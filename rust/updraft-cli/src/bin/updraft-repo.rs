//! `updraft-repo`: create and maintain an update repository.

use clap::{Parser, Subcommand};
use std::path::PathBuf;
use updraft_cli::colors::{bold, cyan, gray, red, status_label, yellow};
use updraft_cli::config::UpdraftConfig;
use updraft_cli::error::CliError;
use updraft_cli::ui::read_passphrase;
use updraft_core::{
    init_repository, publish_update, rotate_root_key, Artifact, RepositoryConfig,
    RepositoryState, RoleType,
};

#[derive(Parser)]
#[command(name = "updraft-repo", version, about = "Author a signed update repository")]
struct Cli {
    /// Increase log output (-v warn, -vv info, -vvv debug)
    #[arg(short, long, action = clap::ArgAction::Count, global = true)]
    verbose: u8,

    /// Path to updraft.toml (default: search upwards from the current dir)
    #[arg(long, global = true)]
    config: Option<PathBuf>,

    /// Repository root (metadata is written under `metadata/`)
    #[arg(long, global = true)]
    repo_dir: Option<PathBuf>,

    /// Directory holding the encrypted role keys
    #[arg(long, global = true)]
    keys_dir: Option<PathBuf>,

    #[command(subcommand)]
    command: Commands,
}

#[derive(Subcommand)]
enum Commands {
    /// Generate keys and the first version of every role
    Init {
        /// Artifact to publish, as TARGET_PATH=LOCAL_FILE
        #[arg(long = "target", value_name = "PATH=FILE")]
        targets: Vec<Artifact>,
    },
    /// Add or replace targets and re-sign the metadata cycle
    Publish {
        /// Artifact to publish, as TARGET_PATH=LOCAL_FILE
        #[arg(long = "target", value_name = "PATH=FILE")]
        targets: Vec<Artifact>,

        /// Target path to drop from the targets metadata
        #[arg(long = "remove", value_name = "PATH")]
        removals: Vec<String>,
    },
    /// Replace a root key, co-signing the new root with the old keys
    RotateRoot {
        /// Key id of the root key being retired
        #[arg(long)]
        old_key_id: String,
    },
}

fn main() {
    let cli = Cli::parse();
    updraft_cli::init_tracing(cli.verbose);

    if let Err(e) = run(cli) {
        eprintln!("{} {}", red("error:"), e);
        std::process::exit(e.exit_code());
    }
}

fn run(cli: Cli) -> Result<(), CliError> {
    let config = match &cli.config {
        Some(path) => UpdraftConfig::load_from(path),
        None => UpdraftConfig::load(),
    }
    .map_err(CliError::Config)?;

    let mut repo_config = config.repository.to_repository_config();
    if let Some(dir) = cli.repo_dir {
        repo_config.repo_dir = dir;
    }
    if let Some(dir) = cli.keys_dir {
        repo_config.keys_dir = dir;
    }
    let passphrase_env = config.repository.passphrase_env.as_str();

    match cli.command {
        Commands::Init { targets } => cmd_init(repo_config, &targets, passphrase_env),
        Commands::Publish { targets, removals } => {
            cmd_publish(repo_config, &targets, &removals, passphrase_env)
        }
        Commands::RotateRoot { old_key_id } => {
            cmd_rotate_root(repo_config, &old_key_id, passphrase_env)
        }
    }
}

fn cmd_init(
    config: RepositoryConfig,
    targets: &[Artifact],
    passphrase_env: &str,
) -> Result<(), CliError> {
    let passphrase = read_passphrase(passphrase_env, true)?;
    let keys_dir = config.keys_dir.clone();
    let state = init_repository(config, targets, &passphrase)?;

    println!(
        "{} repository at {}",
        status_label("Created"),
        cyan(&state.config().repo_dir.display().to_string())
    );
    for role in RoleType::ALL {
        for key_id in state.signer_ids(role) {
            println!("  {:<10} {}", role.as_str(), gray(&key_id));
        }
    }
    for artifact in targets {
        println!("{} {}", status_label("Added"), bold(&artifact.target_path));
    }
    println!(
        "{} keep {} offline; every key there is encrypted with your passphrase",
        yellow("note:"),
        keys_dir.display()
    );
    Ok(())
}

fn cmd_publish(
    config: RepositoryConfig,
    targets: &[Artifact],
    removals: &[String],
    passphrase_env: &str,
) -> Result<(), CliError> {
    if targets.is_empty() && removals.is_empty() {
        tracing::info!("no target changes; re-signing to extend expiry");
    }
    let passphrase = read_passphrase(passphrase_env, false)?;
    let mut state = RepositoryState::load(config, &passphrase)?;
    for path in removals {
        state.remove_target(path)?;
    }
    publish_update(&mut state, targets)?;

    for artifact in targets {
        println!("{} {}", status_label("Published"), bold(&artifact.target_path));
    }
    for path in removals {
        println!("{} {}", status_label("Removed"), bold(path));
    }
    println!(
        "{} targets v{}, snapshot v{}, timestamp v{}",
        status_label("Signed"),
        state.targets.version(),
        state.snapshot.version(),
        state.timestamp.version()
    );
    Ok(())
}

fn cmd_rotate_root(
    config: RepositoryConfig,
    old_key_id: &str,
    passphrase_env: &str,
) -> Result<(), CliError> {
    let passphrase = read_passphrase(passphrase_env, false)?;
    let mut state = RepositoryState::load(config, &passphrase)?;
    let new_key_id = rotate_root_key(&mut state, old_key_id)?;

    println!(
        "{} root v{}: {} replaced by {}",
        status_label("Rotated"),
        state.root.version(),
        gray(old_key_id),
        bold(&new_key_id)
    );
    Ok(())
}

# WHAT THE TASK REQUIRES
What is needed is an exact transcription of every entry.

# RESULT BELOW
filename rust/updraft-cli/src/bin/updraft-repo.rs
//! `updraft-repo`: create and maintain an update repository.

use clap::{Parser, Subcommand};
use std::path::PathBuf;
use updraft_cli::colors::{bold, cyan, gray, red, status_label, yellow};
use updraft_cli::config::UpdraftConfig;
use updraft_cli::error::CliError;
use updraft_cli::ui::read_passphrase;
use updraft_core::{
    init_repository, publish_update, rotate_root_key, Artifact, RepositoryConfig,
    RepositoryState, RoleType,
};

#[derive(Parser)]
#[command(name = "updraft-repo", version, about = "Author a signed update repository")]
struct Cli {
    /// Increase log output (-v warn, -vv info, -vvv debug)
    #[arg(short, long, action = clap::ArgAction::Count, global = true)]
    verbose: u8,

    /// Path to updraft.toml (default: search upwards from the current dir)
    #[arg(long, global = true)]
    config: Option<PathBuf>,

    /// Repository root (metadata is written under `metadata/`)
    #[arg(long, global = true)]
    repo_dir: Option<PathBuf>,

    /// Directory holding the encrypted role keys
    #[arg(long, global = true)]
    keys_dir: Option<PathBuf>,

    #[command(subcommand)]
    command: Commands,
}

#[derive(Subcommand)]
enum Commands {
    /// Generate keys and the first version of every role
    Init {
        /// Artifact to publish, as TARGET_PATH=LOCAL_FILE
        #[arg(long = "target", value_name = "PATH=FILE")]
        targets: Vec<Artifact>,
    },
    /// Add or replace targets and re-sign the metadata cycle
    Publish {
        /// Artifact to publish, as TARGET_PATH=LOCAL_FILE
        #[arg(long = "target", value_name = "PATH=FILE")]
        targets: Vec<Artifact>,

        /// Target path to drop from the targets metadata
        #[arg(long = "remove", value_name = "PATH")]
        removals: Vec<String>,
    },
    /// Replace a root key, co-signing the new root with the old keys
    RotateRoot {
        /// Key id of the root key being retired
        #[arg(long)]
        old_key_id: String,
    },
}

fn main() {
    let cli = Cli::parse();
    updraft_cli::init_tracing(cli.verbose);

    if let Err(e) = run(cli) {
        eprintln!("{} {}", red("error:"), e);
        std::process::exit(e.exit_code());
    }
}

fn run(cli: Cli) -> Result<(), CliError> {
    let config = match &cli.config {
        Some(path) => UpdraftConfig::load_from(path),
        None => UpdraftConfig::load(),
    }
    .map_err(CliError::Config)?;

    let mut repo_config = config.repository.to_repository_config();
    if let Some(dir) = cli.repo_dir {
        repo_config.repo_dir = dir;
    }
    if let Some(dir) = cli.keys_dir {
        repo_config.keys_dir = dir;
    }
    let passphrase_env = config.repository.passphrase_env.as_str();

    match cli.command {
        Commands::Init { targets } => cmd_init(repo_config, &targets, passphrase_env),
        Commands::Publish { targets, removals } => {
            cmd_publish(repo_config, &targets, &removals, passphrase_env)
        }
        Commands::RotateRoot { old_key_id } => {
            cmd_rotate_root(repo_config, &old_key_id, passphrase_env)
        }
    }
}

fn cmd_init(
    config: RepositoryConfig,
    targets: &[Artifact],
    passphrase_env: &str,
) -> Result<(), CliError> {
    let passphrase = read_passphrase(passphrase_env, true)?;
    let keys_dir = config.keys_dir.clone();
    let state = init_repository(config, targets, &passphrase)?;

    println!(
        "{} repository at {}",
        status_label("Created"),
        cyan(&state.config().repo_dir.display().to_string())
    );
    for role in RoleType::ALL {
        for key_id in state.signer_ids(role) {
            println!("  {:<10} {}", role.as_str(), gray(&key_id));
        }
    }
    for artifact in targets {
        println!("{} {}", status_label("Added"), bold(&artifact.target_path));
    }
    println!(
        "{} keep {} offline; every key there is encrypted with your passphrase",
        yellow("note:"),
        keys_dir.display()
    );
    Ok(())
}

fn cmd_publish(
    config: RepositoryConfig,
    targets: &[Artifact],
    removals: &[String],
    passphrase_env: &str,
) -> Result<(), CliError> {
    if targets.is_empty() && removals.is_empty() {
        tracing::info!("no target changes; re-signing to extend expiry");
    }
    let passphrase = read_passphrase(passphrase_env, false)?;
    let mut state = RepositoryState::load(config, &passphrase)?;
    for path in removals {
        state.remove_target(path)?;
    }
    publish_update(&mut state, targets)?;

    for artifact in targets {
        println!("{} {}", status_label("Published"), bold(&artifact.target_path));
    }
    for path in removals {
        println!("{} {}", status_label("Removed"), bold(path));
    }
    println!(
        "{} targets v{}, snapshot v{}, timestamp v{}",
        status_label("Signed"),
        state.targets.version(),
        state.snapshot.version(),
        state.timestamp.version()
    );
    Ok(())
}

fn cmd_rotate_root(
    config: RepositoryConfig,
    old_key_id: &str,
    passphrase_env: &str,
) -> Result<(), CliError> {
    let passphrase = read_passphrase(passphrase_env, false)?;
    let mut state = RepositoryState::load(config, &passphrase)?;
    let new_key_id = rotate_root_key(&mut state, old_key_id)?;

    println!(
        "{} root v{}: {} replaced by {}",
        status_label("Rotated"),
        state.root.version(),
        gray(old_key_id),
        bold(&new_key_id)
    );
    Ok(())
}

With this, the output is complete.